DIRECTIONS - Copy out every line from the records that includes "when".

INFORMATION START

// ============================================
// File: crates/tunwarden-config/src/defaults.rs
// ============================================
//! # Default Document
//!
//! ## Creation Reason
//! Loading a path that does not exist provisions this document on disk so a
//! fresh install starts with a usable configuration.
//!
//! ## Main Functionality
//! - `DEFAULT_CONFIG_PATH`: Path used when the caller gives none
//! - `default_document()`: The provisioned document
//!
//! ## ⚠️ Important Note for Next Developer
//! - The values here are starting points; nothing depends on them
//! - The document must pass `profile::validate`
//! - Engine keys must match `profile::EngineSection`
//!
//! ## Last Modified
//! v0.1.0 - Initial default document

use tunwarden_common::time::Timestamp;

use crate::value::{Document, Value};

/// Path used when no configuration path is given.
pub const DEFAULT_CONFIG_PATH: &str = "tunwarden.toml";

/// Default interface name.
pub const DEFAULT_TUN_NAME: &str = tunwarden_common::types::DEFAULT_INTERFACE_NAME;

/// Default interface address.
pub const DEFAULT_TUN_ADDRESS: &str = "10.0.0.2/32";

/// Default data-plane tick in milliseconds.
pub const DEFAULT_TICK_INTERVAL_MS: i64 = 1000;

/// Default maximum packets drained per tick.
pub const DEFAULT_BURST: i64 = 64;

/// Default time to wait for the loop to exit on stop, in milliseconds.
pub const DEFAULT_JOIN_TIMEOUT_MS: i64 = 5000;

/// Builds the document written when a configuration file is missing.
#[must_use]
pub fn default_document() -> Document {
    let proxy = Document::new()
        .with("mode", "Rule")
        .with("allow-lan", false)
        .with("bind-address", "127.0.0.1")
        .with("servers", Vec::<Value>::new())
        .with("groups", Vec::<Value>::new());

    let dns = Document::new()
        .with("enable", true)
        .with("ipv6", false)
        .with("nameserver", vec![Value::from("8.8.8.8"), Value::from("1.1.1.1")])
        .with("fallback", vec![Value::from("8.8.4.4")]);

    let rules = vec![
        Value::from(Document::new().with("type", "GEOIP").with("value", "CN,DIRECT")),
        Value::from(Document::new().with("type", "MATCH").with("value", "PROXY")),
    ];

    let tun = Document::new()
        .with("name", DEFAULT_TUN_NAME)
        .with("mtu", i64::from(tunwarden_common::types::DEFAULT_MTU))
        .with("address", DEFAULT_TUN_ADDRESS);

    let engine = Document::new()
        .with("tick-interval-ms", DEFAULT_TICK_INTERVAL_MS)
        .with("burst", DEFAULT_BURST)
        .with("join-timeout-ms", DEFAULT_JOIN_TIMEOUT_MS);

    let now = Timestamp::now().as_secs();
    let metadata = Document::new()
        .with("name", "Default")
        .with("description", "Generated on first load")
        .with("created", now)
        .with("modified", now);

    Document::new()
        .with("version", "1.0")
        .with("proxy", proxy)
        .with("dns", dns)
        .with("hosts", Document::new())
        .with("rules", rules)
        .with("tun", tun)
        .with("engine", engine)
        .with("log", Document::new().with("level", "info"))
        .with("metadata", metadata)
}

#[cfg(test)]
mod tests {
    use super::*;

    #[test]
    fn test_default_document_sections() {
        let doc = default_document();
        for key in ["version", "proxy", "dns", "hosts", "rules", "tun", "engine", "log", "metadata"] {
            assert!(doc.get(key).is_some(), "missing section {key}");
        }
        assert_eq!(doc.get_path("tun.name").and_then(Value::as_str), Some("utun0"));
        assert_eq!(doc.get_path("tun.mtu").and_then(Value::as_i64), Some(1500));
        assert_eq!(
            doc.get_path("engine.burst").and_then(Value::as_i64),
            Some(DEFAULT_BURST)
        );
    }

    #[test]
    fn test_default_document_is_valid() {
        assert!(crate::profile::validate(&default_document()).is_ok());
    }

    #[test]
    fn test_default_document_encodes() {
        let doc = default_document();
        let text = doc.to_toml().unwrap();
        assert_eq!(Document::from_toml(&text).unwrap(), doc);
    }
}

INFORMATION END
INFORMATION START

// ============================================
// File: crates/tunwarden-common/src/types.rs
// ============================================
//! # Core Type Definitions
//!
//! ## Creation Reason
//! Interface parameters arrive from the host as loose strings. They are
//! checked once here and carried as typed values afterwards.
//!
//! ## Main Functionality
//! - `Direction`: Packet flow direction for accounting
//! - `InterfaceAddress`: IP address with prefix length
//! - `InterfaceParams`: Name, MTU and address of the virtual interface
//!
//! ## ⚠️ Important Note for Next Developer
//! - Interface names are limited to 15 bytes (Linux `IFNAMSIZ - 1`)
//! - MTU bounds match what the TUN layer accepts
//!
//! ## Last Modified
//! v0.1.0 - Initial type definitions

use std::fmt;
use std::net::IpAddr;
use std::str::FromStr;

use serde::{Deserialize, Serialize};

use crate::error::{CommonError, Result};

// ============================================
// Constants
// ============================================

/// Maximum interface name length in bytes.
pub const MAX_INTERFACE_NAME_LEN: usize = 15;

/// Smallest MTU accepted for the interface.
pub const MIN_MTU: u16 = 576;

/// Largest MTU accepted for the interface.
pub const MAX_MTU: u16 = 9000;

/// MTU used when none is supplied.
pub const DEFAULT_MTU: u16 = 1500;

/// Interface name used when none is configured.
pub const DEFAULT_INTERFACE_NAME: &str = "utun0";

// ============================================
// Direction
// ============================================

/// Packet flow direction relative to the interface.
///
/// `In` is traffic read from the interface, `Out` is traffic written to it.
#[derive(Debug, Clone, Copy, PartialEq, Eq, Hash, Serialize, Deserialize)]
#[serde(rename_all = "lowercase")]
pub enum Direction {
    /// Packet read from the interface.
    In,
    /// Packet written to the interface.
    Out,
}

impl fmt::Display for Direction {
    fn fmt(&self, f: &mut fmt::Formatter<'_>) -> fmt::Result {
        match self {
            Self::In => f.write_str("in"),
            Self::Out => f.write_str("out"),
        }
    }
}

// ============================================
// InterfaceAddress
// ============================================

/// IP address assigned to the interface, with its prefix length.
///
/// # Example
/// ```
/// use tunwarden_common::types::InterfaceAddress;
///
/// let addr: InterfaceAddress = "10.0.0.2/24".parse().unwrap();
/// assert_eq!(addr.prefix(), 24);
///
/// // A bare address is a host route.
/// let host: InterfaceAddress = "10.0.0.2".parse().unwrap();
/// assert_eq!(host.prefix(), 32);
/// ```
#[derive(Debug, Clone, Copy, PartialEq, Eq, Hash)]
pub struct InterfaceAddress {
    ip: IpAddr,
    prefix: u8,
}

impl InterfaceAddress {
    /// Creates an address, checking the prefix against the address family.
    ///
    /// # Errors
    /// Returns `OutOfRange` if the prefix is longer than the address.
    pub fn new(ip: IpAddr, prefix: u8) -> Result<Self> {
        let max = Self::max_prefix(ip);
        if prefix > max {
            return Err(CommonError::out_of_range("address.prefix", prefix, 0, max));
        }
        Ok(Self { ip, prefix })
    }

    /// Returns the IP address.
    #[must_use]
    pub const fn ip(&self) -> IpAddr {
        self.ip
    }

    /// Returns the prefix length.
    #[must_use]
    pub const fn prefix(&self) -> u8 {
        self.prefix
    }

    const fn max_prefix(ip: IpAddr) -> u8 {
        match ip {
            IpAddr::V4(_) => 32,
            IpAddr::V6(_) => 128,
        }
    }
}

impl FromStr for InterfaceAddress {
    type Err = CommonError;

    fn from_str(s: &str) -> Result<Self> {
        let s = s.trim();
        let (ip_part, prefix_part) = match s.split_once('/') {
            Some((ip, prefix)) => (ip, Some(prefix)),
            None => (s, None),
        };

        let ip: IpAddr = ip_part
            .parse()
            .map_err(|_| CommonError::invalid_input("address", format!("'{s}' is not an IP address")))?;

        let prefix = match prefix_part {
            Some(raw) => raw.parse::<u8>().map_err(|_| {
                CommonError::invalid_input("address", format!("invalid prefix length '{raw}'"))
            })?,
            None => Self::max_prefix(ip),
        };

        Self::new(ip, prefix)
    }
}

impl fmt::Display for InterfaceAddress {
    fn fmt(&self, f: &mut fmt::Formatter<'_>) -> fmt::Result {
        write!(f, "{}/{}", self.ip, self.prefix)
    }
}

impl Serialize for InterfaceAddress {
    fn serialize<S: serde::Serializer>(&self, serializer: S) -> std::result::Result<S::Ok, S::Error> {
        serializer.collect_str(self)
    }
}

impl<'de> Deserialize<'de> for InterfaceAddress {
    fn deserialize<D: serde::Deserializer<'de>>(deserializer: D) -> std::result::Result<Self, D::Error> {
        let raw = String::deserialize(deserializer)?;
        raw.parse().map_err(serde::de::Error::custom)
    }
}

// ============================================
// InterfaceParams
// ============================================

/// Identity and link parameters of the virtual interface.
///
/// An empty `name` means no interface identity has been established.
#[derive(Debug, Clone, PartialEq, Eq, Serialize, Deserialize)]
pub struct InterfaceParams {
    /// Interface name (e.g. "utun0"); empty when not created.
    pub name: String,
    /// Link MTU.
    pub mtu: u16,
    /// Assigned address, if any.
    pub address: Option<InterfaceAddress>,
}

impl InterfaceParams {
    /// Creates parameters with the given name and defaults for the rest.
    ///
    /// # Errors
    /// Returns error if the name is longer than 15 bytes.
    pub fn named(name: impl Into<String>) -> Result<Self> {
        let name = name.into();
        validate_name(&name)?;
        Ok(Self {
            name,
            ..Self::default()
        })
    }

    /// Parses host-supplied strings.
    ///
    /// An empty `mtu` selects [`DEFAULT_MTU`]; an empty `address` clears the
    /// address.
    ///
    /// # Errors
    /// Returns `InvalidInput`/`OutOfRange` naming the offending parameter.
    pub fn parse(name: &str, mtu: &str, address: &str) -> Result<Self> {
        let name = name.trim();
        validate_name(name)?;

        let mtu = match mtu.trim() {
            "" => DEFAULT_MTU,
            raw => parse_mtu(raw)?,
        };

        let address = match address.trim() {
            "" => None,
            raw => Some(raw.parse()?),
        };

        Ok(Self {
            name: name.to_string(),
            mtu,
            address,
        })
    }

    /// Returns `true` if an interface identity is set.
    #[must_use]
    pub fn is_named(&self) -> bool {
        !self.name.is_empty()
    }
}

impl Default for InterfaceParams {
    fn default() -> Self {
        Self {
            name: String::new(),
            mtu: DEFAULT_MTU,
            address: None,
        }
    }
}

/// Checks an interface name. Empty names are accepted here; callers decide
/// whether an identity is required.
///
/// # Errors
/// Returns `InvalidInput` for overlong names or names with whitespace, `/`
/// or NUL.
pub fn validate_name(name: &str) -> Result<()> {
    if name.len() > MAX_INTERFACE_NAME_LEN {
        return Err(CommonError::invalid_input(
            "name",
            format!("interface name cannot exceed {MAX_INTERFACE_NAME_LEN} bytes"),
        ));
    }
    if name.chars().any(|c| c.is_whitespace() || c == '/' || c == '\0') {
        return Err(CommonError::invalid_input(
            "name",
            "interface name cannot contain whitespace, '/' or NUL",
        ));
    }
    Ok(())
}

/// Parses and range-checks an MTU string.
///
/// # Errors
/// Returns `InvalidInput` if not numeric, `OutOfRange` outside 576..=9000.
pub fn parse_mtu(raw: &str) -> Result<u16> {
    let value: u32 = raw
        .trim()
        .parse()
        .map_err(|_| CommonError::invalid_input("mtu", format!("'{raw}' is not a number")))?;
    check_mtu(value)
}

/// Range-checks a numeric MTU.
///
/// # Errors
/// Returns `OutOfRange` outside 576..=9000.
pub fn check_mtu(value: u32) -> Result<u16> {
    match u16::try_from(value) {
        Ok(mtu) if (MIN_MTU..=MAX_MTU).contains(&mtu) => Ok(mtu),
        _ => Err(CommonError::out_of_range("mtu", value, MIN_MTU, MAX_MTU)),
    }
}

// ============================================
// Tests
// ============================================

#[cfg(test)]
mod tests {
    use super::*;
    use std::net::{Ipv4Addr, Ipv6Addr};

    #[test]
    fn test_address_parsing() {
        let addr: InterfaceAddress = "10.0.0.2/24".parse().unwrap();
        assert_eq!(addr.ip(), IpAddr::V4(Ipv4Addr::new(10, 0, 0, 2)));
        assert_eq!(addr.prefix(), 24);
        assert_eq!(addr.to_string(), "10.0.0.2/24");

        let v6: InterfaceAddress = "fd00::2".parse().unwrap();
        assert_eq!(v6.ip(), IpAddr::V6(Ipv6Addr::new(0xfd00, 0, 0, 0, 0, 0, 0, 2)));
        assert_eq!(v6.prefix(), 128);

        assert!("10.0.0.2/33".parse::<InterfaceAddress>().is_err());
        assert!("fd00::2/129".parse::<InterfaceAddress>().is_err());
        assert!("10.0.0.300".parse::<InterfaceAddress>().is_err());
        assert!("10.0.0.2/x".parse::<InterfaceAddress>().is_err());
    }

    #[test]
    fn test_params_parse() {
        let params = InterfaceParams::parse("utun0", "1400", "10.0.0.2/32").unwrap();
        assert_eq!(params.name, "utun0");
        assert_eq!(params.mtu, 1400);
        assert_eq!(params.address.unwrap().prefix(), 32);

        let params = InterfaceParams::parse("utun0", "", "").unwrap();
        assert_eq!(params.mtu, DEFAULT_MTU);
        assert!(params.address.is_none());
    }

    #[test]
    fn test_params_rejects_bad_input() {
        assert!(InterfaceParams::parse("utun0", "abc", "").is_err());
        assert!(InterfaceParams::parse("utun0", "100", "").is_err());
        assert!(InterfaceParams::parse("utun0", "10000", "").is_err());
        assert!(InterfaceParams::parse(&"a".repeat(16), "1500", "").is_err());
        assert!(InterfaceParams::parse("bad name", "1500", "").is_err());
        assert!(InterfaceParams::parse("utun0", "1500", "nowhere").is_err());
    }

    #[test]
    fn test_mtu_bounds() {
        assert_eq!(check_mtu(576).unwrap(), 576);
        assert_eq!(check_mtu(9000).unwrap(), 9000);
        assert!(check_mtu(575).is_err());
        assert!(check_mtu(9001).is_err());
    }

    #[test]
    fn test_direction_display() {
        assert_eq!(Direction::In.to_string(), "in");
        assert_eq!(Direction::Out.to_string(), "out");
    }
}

INFORMATION END

COMPLETED TASK -
//! - `DEFAULT_CONFIG_PATH`: Path used when the caller gives none
/// Path used when no configuration path is given.
/// Builds the document written when a configuration file is missing.
/// MTU used when none is supplied.
/// Interface name used when none is configured.
    /// Interface name (e.g. "utun0"); empty when not created.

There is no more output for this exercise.